🤖 AI Summary
Existing attributed graph clustering methods suffer from three key challenges: inadequate modeling of long-range dependencies, feature collapse, and structural information loss during graph coarsening. To address these, this paper proposes a multi-scale weighted dual coarsening framework integrated with one-to-many contrastive learning. First, a global similarity-guided edge merging strategy is designed to preserve both long-range dependencies and fine-grained structural details during coarsening. Second, a cluster-center-aware one-to-many contrastive learning objective is introduced to mitigate feature masking caused by high-degree nodes and enhance representation diversity.
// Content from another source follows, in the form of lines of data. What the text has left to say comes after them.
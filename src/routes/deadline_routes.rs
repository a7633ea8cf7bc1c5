use crate::models::{Deadline, ServiceError};
use crate::routes::AppState;
use crate::services::access_policy_service::{check_visibility, list_visible};
use crate::utils::get_user_id_from_request;
use actix_web::{get, web, HttpRequest, HttpResponse};
use log::{error, info};
use serde::Deserialize;
use serde_json::json;

#[derive(Deserialize, Debug)]
pub struct DeadlineQuery {
    pub project_id: Option<String>,
}

async fn load_deadline(state: &AppState, deadline_id: &str) -> Result<Deadline, ServiceError> {
    match state.deadlines.find_deadline(deadline_id).await? {
        Some(deadline) => Ok(deadline),
        None => {
            error!("❌ Deadline not found: {}", deadline_id);
            Err(ServiceError::NotFound)
        }
    }
}

// List the deadlines visible to the current user
#[get("/deadlines")]
async fn get_visible_deadlines(
    req: HttpRequest,
    state: web::Data<AppState>,
    query: web::Query<DeadlineQuery>,
) -> Result<HttpResponse, ServiceError> {
    let user_id = get_user_id_from_request(&req)?;

    info!("📋 Fetching deadlines for user: {}", user_id);

    let mut candidates = state.deadlines.candidates().await?;
    if let Some(project_id) = query.project_id.as_deref() {
        candidates.retain(|d| d.project_id.as_deref() == Some(project_id));
    }

    let visible = list_visible(state.directory.as_ref(), &user_id, candidates).await?;

    Ok(HttpResponse::Ok().json(visible))
}

// Get a single deadline if the current user may see it
#[get("/deadlines/{deadline_id}")]
async fn get_deadline(
    req: HttpRequest,
    state: web::Data<AppState>,
    path: web::Path<String>,
) -> Result<HttpResponse, ServiceError> {
    let user_id = get_user_id_from_request(&req)?;
    let deadline_id = path.into_inner();

    info!("🔍 Fetching deadline: {} for user: {}", deadline_id, user_id);

    let deadline = load_deadline(&state, &deadline_id).await?;

    if check_visibility(state.directory.as_ref(), &user_id, &deadline).await?.is_none() {
        error!("❌ User: {} doesn't have access to deadline: {}", user_id, deadline_id);
        return Err(ServiceError::Forbidden);
    }

    Ok(HttpResponse::Ok().json(deadline))
}

// Explain whether (and why) the current user can see a deadline
#[get("/deadlines/{deadline_id}/access")]
async fn get_deadline_access(
    req: HttpRequest,
    state: web::Data<AppState>,
    path: web::Path<String>,
) -> Result<HttpResponse, ServiceError> {
    let user_id = get_user_id_from_request(&req)?;
    let deadline_id = path.into_inner();

    info!("🔐 Checking access to deadline: {} for user: {}", deadline_id, user_id);

    let deadline = load_deadline(&state, &deadline_id).await?;
    let grant = check_visibility(state.directory.as_ref(), &user_id, &deadline).await?;

    Ok(HttpResponse::Ok().json(json!({
        "deadline_id": deadline.id,
        "visible": grant.is_some(),
        "granted_by": grant
    })))
}

// Register all deadline routes
pub fn init_routes(cfg: &mut web::ServiceConfig) {
    cfg.service(get_visible_deadlines)
        .service(get_deadline_access)
        .service(get_deadline);
}
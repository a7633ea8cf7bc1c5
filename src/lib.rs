// deadline-service/src/lib.rs

pub mod models;
pub mod routes;
pub mod services;
pub mod utils;
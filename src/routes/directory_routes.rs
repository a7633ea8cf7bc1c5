use crate::models::ServiceError;
use crate::routes::AppState;
use crate::services::directory::Directory;
use crate::utils::get_user_id_from_request;
use actix_web::{post, web, HttpRequest, HttpResponse};
use log::{error, info};

// Reload users, teams and projects from storage (admins only)
#[post("/directory/reload")]
async fn reload_directory(req: HttpRequest, state: web::Data<AppState>) -> Result<HttpResponse, ServiceError> {
    let user_id = get_user_id_from_request(&req)?;

    let directory = state.directory.snapshot().await?;
    let requester = directory.get_user(&user_id).ok_or_else(|| {
        error!("❌ Unknown user: {}", user_id);
        ServiceError::Unauthorized
    })?;

    if !requester.is_admin() {
        error!("❌ User: {} is not allowed to reload the directory", user_id);
        return Err(ServiceError::Forbidden);
    }

    let loader = state.loader.as_ref().ok_or_else(|| {
        error!("❌ Directory reload requested but no loader is configured");
        ServiceError::BadRequest("Directory reload is not available".to_string())
    })?;

    info!("🔄 Reloading directory for user: {}", user_id);
    let counts = loader.reload()?;

    Ok(HttpResponse::Ok().json(counts))
}

// Register directory maintenance routes
pub fn init_routes(cfg: &mut web::ServiceConfig) {
    cfg.service(reload_directory);
}
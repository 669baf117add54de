use std::{
    env,
    io::{self, IsTerminal, Write},
    path::{Path, PathBuf},
};

use clap::Parser;
use color_eyre::Result;
use tracing_subscriber::EnvFilter;

use buildstamp::{collector, config, render, version_gen, writer};

const VERSION: &str = concat!(env!("CARGO_PKG_VERSION"), " (", env!("GIT_SHA"), ")");

#[derive(Debug, Parser)]
#[command(
    name = "buildstamp",
    version = VERSION,
    about = "Generate a Rust module describing the current build"
)]
struct Cli {
    /// Path to buildstamp.toml
    #[arg(short = 'c', long = "config", value_name = "PATH")]
    config: Option<PathBuf>,
    /// Write the generated module here instead of next to the generator
    #[arg(short = 'o', long = "output", value_name = "PATH", conflicts_with = "stdout")]
    output: Option<PathBuf>,
    /// Print the generated module instead of writing it
    #[arg(long)]
    stdout: bool,
}

fn main() -> Result<()> {
    init_tracing();
    color_eyre::install()?;

    let cli = Cli::parse();
    tracing::debug!(
        id = version_gen::ID,
        description = version_gen::DESCRIPTION,
        "buildstamp build"
    );

    let config = config::load_config(cli.config.as_deref())?;
    let workspace = config::Workspace::from_env()?;
    tracing::info!(package = %workspace.package, "generating version module");

    let props = collector::collect(&config, &workspace)?;

    let source = match render::render(&props) {
        Ok(source) => source,
        Err(err) => {
            if let Some(unformatted) = err.unformatted() {
                tracing::error!(error = %err, "generate error\n{unformatted}");
            }
            return Err(err.into());
        }
    };

    if cli.stdout {
        let mut stdout = io::stdout().lock();
        stdout.write_all(source.as_bytes())?;
        stdout.flush()?;
        return Ok(());
    }

    let path = cli.output.unwrap_or_else(|| {
        writer::default_output_path(&generator_source(), &config.output.filename)
    });
    writer::write(&path, &source)?;
    tracing::info!(path = %path.display(), "version module generated");

    Ok(())
}

/// Absolute path of this file in the buildstamp package.
fn generator_source() -> PathBuf {
    Path::new(env!("CARGO_MANIFEST_DIR")).join(file!())
}

fn init_tracing() {
    let filter = EnvFilter::try_from_default_env().unwrap_or_else(|_| EnvFilter::new("info"));
    let ansi = io::stderr().is_terminal() && env::var("BUILDSTAMP_LOG_NO_COLOR").is_err();
    let _ = tracing_subscriber::fmt()
        .with_env_filter(filter)
        .with_target(false)
        .with_ansi(ansi)
        .with_writer(io::stderr)
        .try_init();
}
Third, a multi-scale weight-aware coarsening mechanism is jointly optimized with a graph reconstruction loss and KL-divergence regularization to ensure structural consistency across scales. Extensive experiments on ACM, Citeseer, Cora, and DBLP demonstrate significant and robust performance gains, with the normalized mutual information (NMI) improving by up to 15.24%.
📝 Abstract
This study introduces the Multi-Scale Weight-Based Pairwise Coarsening and Contrastive Learning (MPCCL) model, a novel approach for attributed graph clustering that effectively bridges critical gaps in existing methods, including long-range dependency, feature collapse, and information loss. Traditional methods often struggle to capture high-order graph features due to their reliance on low-order attribute information, while contrastive learning techniques face limitations in feature diversity by overemphasizing local neighborhood structures. Similarly, conventional graph coarsening methods, though reducing graph scale, frequently lose fine-grained structural details. MPCCL addresses these challenges through an innovative multi-scale coarsening strategy, which progressively condenses the graph while prioritizing the merging of key edges based on global node similarity to preserve essential structural information. It further introduces a one-to-many contrastive learning paradigm, integrating node embeddings with augmented graph views and cluster centroids to enhance feature diversity, while mitigating feature masking issues caused by the accumulation of high-frequency node weights during multi-scale coarsening. By incorporating a graph reconstruction loss and KL divergence into its self-supervised learning framework, MPCCL ensures cross-scale consistency of node representations. Experimental evaluations reveal that MPCCL achieves a significant improvement in clustering performance, including a remarkable 15.24% increase in NMI on the ACM dataset and notable robust gains on smaller-scale datasets such as Citeseer, Cora and DBLP.